Artichokes are vegetables that we associate with summer and hot temperatures. After all, they are one of the primary cultivars of sunny California. They are native to the Mediterranean and do best in warm climates. But what about colder places? Can you grow artichokes in milder climates, where winter temperatures might get low? If you want to find out, keep reading.

The plant belongs to the same family as dandelions and sunflowers. Many people harvest these plants for their edible flower buds, which you should pick before the blooms open.

Growing Artichokes in Zone 6

Your region’s climate conditions will make a difference in how long your plants will last. As you might expect, these summery vegetables grow best in warm climates. Between zone 8 and 11, you can grow them as perennials with little problem.

However, that doesn’t mean you can’t grow them in colder regions. Yes, you will have to take proper care of your plants for them to thrive, but with effort, you will be able to enjoy artichokes even in USDA zones below 8. Indeed, with care, you can grow artichokes as perennials in zones 5 and 6, especially when winters are mild.

In this “Growing Artichokes in Zone 6” essential guide, you’ll find what to need to create optimal conditions for these plants to thrive in your garden. The good news is that it is not as challenging as you may be thinking. If you are ready to learn how to grow artichokes in your region, jump to the following section.

Growing Artichokes in Zone 6

Growing Artichokes in Zone 6
For starters, if you don’t live in USDA hardiness zones above 8, you must pick an artichoke variety that will tolerate even low temperatures. Green Globe, Northern, or Imperial Star are perfect for zone 6.

These species have shorter growing seasons, making them more tolerant to low temperatures than most other types of artichokes. Keep in mind that your plant won’t produce the delicious edible flowers before their second year of life: you must protect them from the low temperatures during the winter to be successful.

Start your seeds indoors about ten to twelve weeks before the last average frost date. Make sure you check your local weather to choose the proper time. Then, transplant your artichokes about three to four weeks before the last frost.

After growing the plant for a season, you must overwinter your artichokes. In zone 6, that means recreating the optimal conditions for these plants to survive the low winter temperatures.

For starters, add a deep layer of mulch around your plants. Doing so will regulate soil temperatures, increase water retention, and improve the nutrient content. Plus, it will help insulate the ground’s temperatures, especially during the coldest months of the year.

Alternatively, you can consider growing artichokes in containers and moving them indoors or in protected areas of your garden to prevent exposing them to harsh winter temperatures. Plant your artichokes in rich potting mix and compost.
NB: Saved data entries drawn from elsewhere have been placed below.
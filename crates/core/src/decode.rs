use std::fmt;
use std::path::{Path, PathBuf};

use crate::config::AssetKind;
use crate::data_uri::decode_data_uri;
use crate::webpack::extract_module_export;

/// A fallback the decoder had to take. The file is still written.
#[derive(Debug, Clone, PartialEq, Eq)]
pub enum DecodeNote {
    /// Expected a data URI for a binary asset; the exported string was written as text.
    NotBinary { reason: String },
    /// The wrapper has no literal export; the wrapper source itself was written.
    NoLiteralExport,
}

impl fmt::Display for DecodeNote {
    fn fmt(&self, f: &mut fmt::Formatter<'_>) -> fmt::Result {
        match self {
            DecodeNote::NotBinary { reason } => write!(f, "it's not a binary file ({reason})"),
            DecodeNote::NoLiteralExport => f.write_str("no literal module export found, kept module source"),
        }
    }
}

/// Final bytes for one entry and the path they go to.
#[derive(Debug, Clone, PartialEq, Eq)]
pub struct DecodedContent {
    pub bytes: Vec<u8>,
    pub final_path: PathBuf,
    pub note: Option<DecodeNote>,
}

impl DecodedContent {
    fn unchanged(bytes: Vec<u8>, path: &Path) -> Self {
        Self { bytes, final_path: path.to_path_buf(), note: None }
    }

    fn as_module(bytes: Vec<u8>, path: &Path, note: DecodeNote) -> Self {
        Self { bytes, final_path: with_js_suffix(path), note: Some(note) }
    }
}

/// Produce the content to write for a raw `sourcesContent` string.
pub fn decode_content(raw: &str, kind: AssetKind, output_path: &Path) -> DecodedContent {
    match kind {
        AssetKind::PlainText => DecodedContent::unchanged(raw.as_bytes().to_vec(), output_path),
        AssetKind::WrappedText => match extract_module_export(raw) {
            Some(text) => DecodedContent::unchanged(text.into_bytes(), output_path),
            None => DecodedContent::as_module(raw.as_bytes().to_vec(), output_path, DecodeNote::NoLiteralExport),
        },
        AssetKind::WrappedBinary => {
            let exported = match extract_module_export(raw) {
                Some(v) => v,
                None => {
                    return DecodedContent::as_module(
                        raw.as_bytes().to_vec(),
                        output_path,
                        DecodeNote::NoLiteralExport,
                    )
                }
            };
            match decode_data_uri(&exported) {
                Ok(uri) => DecodedContent::unchanged(uri.bytes, output_path),
                Err(e) => DecodedContent::as_module(
                    exported.into_bytes(),
                    output_path,
                    DecodeNote::NotBinary { reason: e.to_string() },
                ),
            }
        }
    }
}

/// `icon.png` -> `icon.png.js`
fn with_js_suffix(path: &Path) -> PathBuf {
    let mut s = path.as_os_str().to_os_string();
    s.push(".js");
    PathBuf::from(s)
}
pub mod cli_ops;
pub mod config;
pub mod data_uri;
pub mod decode;
pub mod file_io;
pub mod output;
pub mod path_reconstruct;
pub mod report;
pub mod sm_parse;
pub mod storage;
pub mod unpack;
pub mod webpack;

pub use cli_ops::{handle_unpack, unpack_all, CLIError, FailedMap, RunReport};
pub use config::{AssetKind, UnpackConfig};
pub use data_uri::{decode_data_uri, DataUri, DataUriError};
pub use decode::{decode_content, DecodeNote, DecodedContent};
pub use file_io::{find_map_files, FileAnalysisError};
pub use output::ensure_output_dir;
pub use path_reconstruct::{extname, resolve_module_path, Resolution, ResolvedTarget, SkipReason};
pub use report::{Event, LogReporter, MemoryReporter, Reporter};
pub use sm_parse::{load_map_file, map_entries, parse_sourcemap, sources_list, MapEntry, SourcemapError};
pub use storage::{AssetStore, FsStore, MemoryStore, StoreError};
pub use unpack::{unpack_entries, unpack_entry, unpack_map, EntryOutcome, MapSummary};
pub use webpack::extract_module_export;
You can also save your plants by digging them up and storing them until temperatures become more bearable. If you expect frost, cut your artichokes to the ground and ensure you don’t disturb their roots. Gently shake as much soil as possible before storing your plants in a box of peat moss somewhere cool like a garage or a fridge. Replant your roots when spring comes.
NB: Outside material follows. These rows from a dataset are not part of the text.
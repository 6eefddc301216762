use clap::{ArgAction, Parser};
use log::LevelFilter;
use std::path::PathBuf;
use std::process::ExitCode;
use std::sync::Arc;
use unpacker_core::{handle_unpack, FsStore, LogReporter, UnpackConfig};

#[derive(Parser)]
#[command(
    version,
    about = "Unpack the sourcemaps generated by Webpack to a project folder",
    disable_version_flag = true
)]
struct Cli {
    /// Glob pattern describing the sourcemap files to unpack
    #[arg(short, long, value_name = "GLOB-PATTERN", default_value = "*.map")]
    input: String,

    /// Folder the recovered sources are written to
    #[arg(short, long, value_name = "FOLDER", default_value = ".")]
    output: PathBuf,

    /// Extra extension whose content is a module exporting the file's text (repeatable)
    #[arg(long = "text-ext", value_name = "EXT")]
    text_ext: Vec<String>,

    /// Extra extension whose content is a module exporting a data URI (repeatable)
    #[arg(long = "binary-ext", value_name = "EXT")]
    binary_ext: Vec<String>,

    /// Print a JSON summary of written and skipped files when done
    #[arg(long)]
    json: bool,

    /// Only log warnings and errors
    #[arg(short, long)]
    quiet: bool,

    /// Print version
    #[arg(short = 'v', long, action = ArgAction::Version)]
    version: Option<bool>,
}

fn init_logger(cli: &Cli) {
    let level = if cli.quiet { LevelFilter::Warn } else { LevelFilter::Info };
    // JSON goes to stdout, so keep diagnostics off it in that mode.
    let target = if cli.json { env_logger::Target::Stderr } else { env_logger::Target::Stdout };
    env_logger::Builder::new()
        .filter_level(level)
        .target(target)
        .format_timestamp(None)
        .format_target(false)
        .init();
}

#[tokio::main]
async fn main() -> ExitCode {
    let cli = Cli::parse();
    init_logger(&cli);

    let config = UnpackConfig {
        input: cli.input.clone(),
        output: cli.output.clone(),
        ..UnpackConfig::default()
    }
    .with_text_exts(&cli.text_ext)
    .with_binary_exts(&cli.binary_ext);

    let report = match handle_unpack(&config, Arc::new(FsStore), Arc::new(LogReporter)).await {
        Ok(r) => r,
        Err(e) => {
            log::error!("{e}");
            return ExitCode::FAILURE;
        }
    };

    if cli.json {
        match serde_json::to_string_pretty(&report) {
            Ok(json) => println!("{}", json),
            Err(e) => {
                log::error!("failed to serialize summary: {e}");
                return ExitCode::FAILURE;
            }
        }
    }

    if report.has_failures() {
        ExitCode::FAILURE
    } else {
        ExitCode::SUCCESS
    }
}
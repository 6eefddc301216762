use std::path::Path;
use unpacker_core::{decode_content, AssetKind, DecodeNote, UnpackConfig};

#[test]
fn plain_text_is_verbatim() {
    let raw = "export const answer = 42;\n// module.exports = \"ignored\"\n";
    let out = decode_content(raw, AssetKind::PlainText, Path::new("/out/src/answer.txt"));
    assert_eq!(out.bytes, raw.as_bytes());
    assert_eq!(out.final_path, Path::new("/out/src/answer.txt"));
    assert_eq!(out.note, None);
}

#[test]
fn wrapped_text_uses_export() {
    let raw = "module.exports = \"void main() {}\\n\";";
    let out = decode_content(raw, AssetKind::WrappedText, Path::new("/out/shader.glsl"));
    assert_eq!(out.bytes, b"void main() {}\n");
    assert_eq!(out.final_path, Path::new("/out/shader.glsl"));
}

#[test]
fn wrapped_binary_decodes_data_uri() {
    let raw = "module.exports = \"data:image/png;base64,iVBORw0KGgo=\"";
    let out = decode_content(raw, AssetKind::WrappedBinary, Path::new("/out/src/icon.png"));
    assert_eq!(out.bytes, [0x89, b'P', b'N', b'G', 0x0D, 0x0A, 0x1A, 0x0A]);
    assert_eq!(out.final_path, Path::new("/out/src/icon.png"));
    assert_eq!(out.note, None);
}

#[test]
fn wrapped_binary_falls_back_to_text() {
    let raw = "module.exports = \"hello\";";
    let out = decode_content(raw, AssetKind::WrappedBinary, Path::new("/out/src/icon.png"));
    assert_eq!(out.bytes, b"hello");
    assert_eq!(out.final_path, Path::new("/out/src/icon.png.js"));
    assert!(matches!(out.note, Some(DecodeNote::NotBinary { .. })));
}

#[test]
fn missing_literal_keeps_module_source() {
    let raw = "module.exports = require(\"./real.png\");";
    let out = decode_content(raw, AssetKind::WrappedBinary, Path::new("/out/a.png"));
    assert_eq!(out.bytes, raw.as_bytes());
    assert_eq!(out.final_path, Path::new("/out/a.png.js"));
    assert_eq!(out.note, Some(DecodeNote::NoLiteralExport));

    let out = decode_content(raw, AssetKind::WrappedText, Path::new("/out/a.glsl"));
    assert_eq!(out.final_path, Path::new("/out/a.glsl.js"));
}

#[test]
fn default_extension_classes() {
    let config = UnpackConfig::default();
    assert_eq!(config.asset_kind(".glsl"), AssetKind::WrappedText);
    for ext in [".jpg", ".gif", ".png", ".obj"] {
        assert_eq!(config.asset_kind(ext), AssetKind::WrappedBinary);
    }
    assert_eq!(config.asset_kind(".js"), AssetKind::PlainText);
    assert_eq!(config.asset_kind(".PNG"), AssetKind::PlainText);
    assert_eq!(config.asset_kind(""), AssetKind::PlainText);
}

#[test]
fn extra_extensions_are_normalized() {
    let config = UnpackConfig::default()
        .with_text_exts(["frag", ".vert"])
        .with_binary_exts(["svg", ".png"]);
    assert_eq!(config.asset_kind(".frag"), AssetKind::WrappedText);
    assert_eq!(config.asset_kind(".vert"), AssetKind::WrappedText);
    assert_eq!(config.asset_kind(".svg"), AssetKind::WrappedBinary);
    assert_eq!(config.binary_module_exts.iter().filter(|e| *e == ".png").count(), 1);
}
use std::path::PathBuf;

/// How a recovered file's raw content must be interpreted before writing.
#[derive(Debug, Clone, Copy, PartialEq, Eq)]
pub enum AssetKind {
    /// Content is the file itself.
    PlainText,
    /// Content is a loader module whose exported string is the file.
    WrappedText,
    /// Content is a loader module exporting a data URI with the file's bytes.
    WrappedBinary,
}

/// Settings for one unpacking run.
#[derive(Debug, Clone)]
pub struct UnpackConfig {
    /// Glob pattern selecting the map files.
    pub input: String,
    /// Root directory the recovered tree is written under.
    pub output: PathBuf,
    pub text_module_exts: Vec<String>,
    pub binary_module_exts: Vec<String>,
}

impl Default for UnpackConfig {
    fn default() -> Self {
        Self {
            input: "*.map".to_string(),
            output: PathBuf::from("."),
            text_module_exts: vec![".glsl".to_string()],
            binary_module_exts: [".jpg", ".gif", ".png", ".obj"]
                .iter()
                .map(|e| e.to_string())
                .collect(),
        }
    }
}

impl UnpackConfig {
    /// Register additional wrapped-text extensions. A missing leading dot is added.
    pub fn with_text_exts<I, S>(mut self, exts: I) -> Self
    where
        I: IntoIterator<Item = S>,
        S: AsRef<str>,
    {
        extend_exts(&mut self.text_module_exts, exts);
        self
    }

    /// Register additional wrapped-binary extensions. A missing leading dot is added.
    pub fn with_binary_exts<I, S>(mut self, exts: I) -> Self
    where
        I: IntoIterator<Item = S>,
        S: AsRef<str>,
    {
        extend_exts(&mut self.binary_module_exts, exts);
        self
    }

    /// Classify an extension (as produced by the path resolver, e.g. `".png"`).
    /// Matching is case sensitive.
    pub fn asset_kind(&self, extension: &str) -> AssetKind {
        if extension.is_empty() {
            return AssetKind::PlainText;
        }
        if self.text_module_exts.iter().any(|e| e == extension) {
            AssetKind::WrappedText
        } else if self.binary_module_exts.iter().any(|e| e == extension) {
            AssetKind::WrappedBinary
        } else {
            AssetKind::PlainText
        }
    }
}

fn extend_exts<I, S>(target: &mut Vec<String>, exts: I)
where
    I: IntoIterator<Item = S>,
    S: AsRef<str>,
{
    for ext in exts {
        let ext = ext.as_ref().trim();
        if ext.is_empty() {
            continue;
        }
        let normalized = if ext.starts_with('.') {
            ext.to_string()
        } else {
            format!(".{ext}")
        };
        if !target.contains(&normalized) {
            target.push(normalized);
        }
    }
}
Plant your artichokes under full sun or partial shade. Because you don’t live in the warmest regions of the country, direct sunlight won’t damage your plants. Favor a sunny location over a shady one if you can choose. Also, place your plants in well-draining soil that is rich in nutrients. Water them regularly without leaving the ground wet, as that might cause root rotting. However, droughts might cause the flower buds to open into a purple flower, making the choke inedible. Stick to a consistent routine to avoid issues.
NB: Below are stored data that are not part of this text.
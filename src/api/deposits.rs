use axum::extract::State;
use axum::http::StatusCode;
use axum::Json;
use rust_decimal::Decimal;
use serde::{Deserialize, Serialize};
use std::sync::Arc;

use crate::api::AppState;
use crate::db::models::DepositRecord;
use crate::error::Result;
use crate::ledger::deposits::ReportOutcome;
use crate::middleware::AuthUser;

#[derive(Debug, Deserialize)]
pub struct ReportRequest {
    /// Stable-asset units the user claims to have sent.
    pub amount: Decimal,
    pub tx_hash: Option<String>,
    pub description: Option<String>,
    pub proof_image_url: Option<String>,
}

#[derive(Debug, Serialize)]
pub struct ReportResponse {
    pub outcome: ReportOutcome,
    pub deposit: DepositRecord,
}

pub async fn report(
    State(state): State<Arc<AppState>>,
    AuthUser(user): AuthUser,
    Json(request): Json<ReportRequest>,
) -> Result<(StatusCode, Json<ReportResponse>)> {
    let (deposit, outcome) = state
        .deposits
        .report(
            user.id,
            request.amount,
            request.tx_hash,
            request.description,
            request.proof_image_url,
        )
        .await?;

    Ok((StatusCode::CREATED, Json(ReportResponse { outcome, deposit })))
}

pub async fn list(
    State(state): State<Arc<AppState>>,
    AuthUser(user): AuthUser,
) -> Result<Json<Vec<DepositRecord>>> {
    let deposits = state.deposits.list_for_user(user.id).await?;
    Ok(Json(deposits))
}
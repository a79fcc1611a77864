use axum::extract::State;
use axum::Json;
use chrono::{DateTime, Utc};
use rust_decimal::Decimal;
use serde::Serialize;
use serde_json::{json, Value};
use std::sync::Arc;
use uuid::Uuid;

use crate::api::AppState;
use crate::db::models::Balance;
use crate::error::{ApiError, Result};
use crate::middleware::AuthUser;

pub async fn balance(
    State(state): State<Arc<AppState>>,
    AuthUser(user): AuthUser,
) -> Result<Json<Balance>> {
    let balance: Balance = sqlx::query_as("SELECT * FROM balances WHERE user_id = $1")
        .bind(user.id)
        .fetch_optional(&state.db_pool)
        .await?
        .ok_or_else(|| ApiError::NotFound(format!("balance for user {}", user.id)))?;

    Ok(Json(balance))
}

#[derive(Debug, Serialize, sqlx::FromRow)]
struct ReferralEntry {
    id: Uuid,
    referred_user_id: Uuid,
    referred_username: String,
    level: i16,
    total_commission: Decimal,
    created_at: DateTime<Utc>,
}

pub async fn referrals(
    State(state): State<Arc<AppState>>,
    AuthUser(user): AuthUser,
) -> Result<Json<Value>> {
    let entries: Vec<ReferralEntry> = sqlx::query_as(
        r#"
        SELECT r.id, r.referred_user_id, u.username AS referred_username,
               r.level, r.total_commission, r.created_at
        FROM referrals r
        JOIN users u ON u.id = r.referred_user_id
        WHERE r.referrer_id = $1
        ORDER BY r.level ASC, r.created_at ASC
        "#,
    )
    .bind(user.id)
    .fetch_all(&state.db_pool)
    .await?;

    let total_commission: Decimal = entries.iter().map(|e| e.total_commission).sum();

    Ok(Json(json!({
        "referral_code": user.referral_code,
        "total_commission": total_commission,
        "referrals": entries,
    })))
}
Growing Artichokes in Zone 6: The Bottom Line

While growing artichokes in zone 6 is not impossible, it requires additional care. You will have to protect your plants from low temperatures and possibly overwinter them using the tips we suggested in this guide. However, with adequate attention and effort, you will be able to harvest artichokes successfully for at least a couple of years! Give these delicious plants a try and consider planting them in your zone 6 yards!